Garcia, meanwhile, can recite Huerta’s advice by heart: The most important visit to the doctor is the one when you are well.
“I’m not sick. I just want to do prevention because you never know,” says Garcia, 49.
Uriarte, of Frederick, Md., and Garcia, of Rockville, Md., are both patients of the Cancer Preventorium, a one-of-a-kind clinic that is part of the cancer institute at Washington Hospital Center. It is aimed at drawing in low-income Latino women, not for treatment but for prevention.
Huerta, the president this year of the American Cancer Society, used to be an oncologist in his native Peru. But he changed his focus in the late 1980s after seeing women with cancerous tumors bulging out of their breasts. “They didn’t know anything about health,” he said, “because they were ashamed to show anyone what was wrong and because they thought the absence of pain is the absence of anything wrong.”
Many of these patients, however, knew the latest celebrity gossip, the subplots of every TV soap opera and the scores of every big soccer match. If radio and television were that powerful, Huerta recalls thinking, “would it be possible to sell health to the public through the media?”
In 1986, he began producing and then starring in a health education TV show in Lima; he discontinued the show in 1987 when he moved to the United States to complete a fellowship at the Johns Hopkins Oncology Center. He began a medical residency program in Baltimore and started recording five-minute health-care spots on a Spanish-language radio station in Laurel, Md. In 1994, the same year the Cancer Preventorium opened, Huerta created a live weekly television program on health promotion and disease prevention.
Today, Huerta’s radio spots, called “Cuidando Su Salud” (“Taking Care of Your Health”), air daily on more than 120 stations in the United States and more than 350 in Latin America. His television program, “Hablemos de Salud” (“Let’s Talk About Health”), is distributed nationally.
Three months ago, Huerta’s local call-in program expanded to two hours after being syndicated nationally. Now called “Cita Con el Doctor” (“Appointment With the Doctor”), it reaches Latinos in 14 states five days a week.
Huerta, 55, doesn’t diagnose over the air, but he advises, reassures and comforts. Most importantly, he promotes good health practices in simple language: Don’t smoke. Try to get a job that offers health insurance. Get a primary care doctor. Cancer in its earliest stage is silent, so get an annual checkup. Don’t be afraid to ask questions. Most folkloric remedies are fine, but don’t forsake traditional medicine.
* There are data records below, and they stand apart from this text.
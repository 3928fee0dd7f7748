//! The game contract
//!
//! The session server never looks inside a game's rules. It only validates,
//! applies and inspects moves through the [`Game`] trait, and creates games
//! through the [`GameKind`] factory.

use std::fmt;
use std::str::FromStr;

use serde::{Deserialize, Serialize};

use crate::error::{Error, Result};
use crate::quarto::QuartoGame;

/// One of the two seats at a board. `First` moves on ply 1.
#[derive(Debug, Clone, Copy, PartialEq, Eq, Hash)]
pub enum Seat {
    First,
    Second,
}

impl Seat {
    /// The seat across the board
    pub fn other(self) -> Self {
        match self {
            Seat::First => Seat::Second,
            Seat::Second => Seat::First,
        }
    }

    /// Index into a two-element participant array
    pub fn index(self) -> usize {
        match self {
            Seat::First => 0,
            Seat::Second => 1,
        }
    }
}

/// A move as exchanged on the wire.
///
/// The opening ply only hands a piece to the opponent; every later ply
/// places the piece it was handed and then hands over the next one.
#[derive(Debug, Clone, Copy, PartialEq, Eq, Hash)]
pub enum Move {
    Give { piece: u8 },
    Place { index: u8, piece: u8 },
}

impl Move {
    /// Build a move from raw wire values, checking only the argument shape
    /// expected for the current ply.
    pub fn from_wire(values: &[u8], first_ply: bool) -> Result<Self> {
        match (first_ply, values) {
            (true, [piece]) => Ok(Move::Give { piece: *piece }),
            (false, [index, piece]) => Ok(Move::Place {
                index: *index,
                piece: *piece,
            }),
            (true, _) => Err(Error::MoveShape {
                expected: 1,
                got: values.len(),
            }),
            (false, _) => Err(Error::MoveShape {
                expected: 2,
                got: values.len(),
            }),
        }
    }

    /// The raw wire values of this move
    pub fn to_wire(self) -> Vec<u8> {
        match self {
            Move::Give { piece } => vec![piece],
            Move::Place { index, piece } => vec![index, piece],
        }
    }

    pub fn piece(self) -> u8 {
        match self {
            Move::Give { piece } | Move::Place { piece, .. } => piece,
        }
    }
}

/// Contract between the session server and a set of game rules
pub trait Game: Send + fmt::Debug {
    /// Whether `mv` may be played right now by the active participant
    fn is_legal(&self, mv: &Move) -> bool;

    /// Apply a move for the active participant
    fn apply_move(&mut self, mv: Move) -> Result<()>;

    /// Whether the game has ended
    fn is_terminal(&self) -> bool;

    /// The decisive winner, if the game ended with one
    fn winner(&self) -> Option<Seat>;

    /// The seat whose turn it is
    fn active_participant(&self) -> Seat;

    /// Every move the active participant may play
    fn legal_moves(&self) -> Vec<Move>;

    /// Human-readable board rendering
    fn describe_board(&self) -> String;

    /// Current ply, starting at 1
    fn ply(&self) -> u32;

    fn is_first_ply(&self) -> bool {
        self.ply() == 1
    }
}

/// Games the server knows how to host
#[derive(Debug, Clone, Copy, Default, PartialEq, Eq, Serialize, Deserialize)]
#[serde(rename_all = "lowercase")]
pub enum GameKind {
    #[default]
    Quarto,
}

impl GameKind {
    /// Create a fresh game of this kind
    pub fn create(self) -> Box<dyn Game> {
        match self {
            GameKind::Quarto => Box::new(QuartoGame::new()),
        }
    }

    /// Default server greeting sent during the handshake
    pub fn greeting(self) -> &'static str {
        match self {
            GameKind::Quarto => "Hello from Quarto server",
        }
    }
}

impl fmt::Display for GameKind {
    fn fmt(&self, f: &mut fmt::Formatter<'_>) -> fmt::Result {
        match self {
            GameKind::Quarto => f.write_str("quarto"),
        }
    }
}

impl FromStr for GameKind {
    type Err = Error;

    fn from_str(s: &str) -> Result<Self> {
        match s.to_ascii_lowercase().as_str() {
            "quarto" => Ok(GameKind::Quarto),
            _ => Err(Error::UnknownGame(s.to_string())),
        }
    }
}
“He explains things in a way that really gets to people,” said Eduardo Armenta, a College Park, Md., pediatrician, “especially those not well educated in the medical field.”
Huerta’s two requisites for taking patients are that they have no apparent symptoms and that they pay upfront.
Huerta’s female patients outnumber males by three to one, and the women remain his priority. American Cancer Society data show that breast cancer is the most commonly diagnosed cancer among Latino women.
Emilia Uriarte arrived at the Cancer Preventorium at the insistence of a friend, who made an appointment for her as a 40th birthday present. Her friend is a fan of Huerta’s shows and is a patient herself.
“I came, but I didn’t think it was necessary for me because I never feel bad,” said Uriarte.
When Uriarte left Honduras at the age of 27, she said, she had never seen a doctor. Here, she saw one 10 years ago, when she gave birth to her daughter.
Now that she has seen Huerta, she understands “that every April I need to get checked.”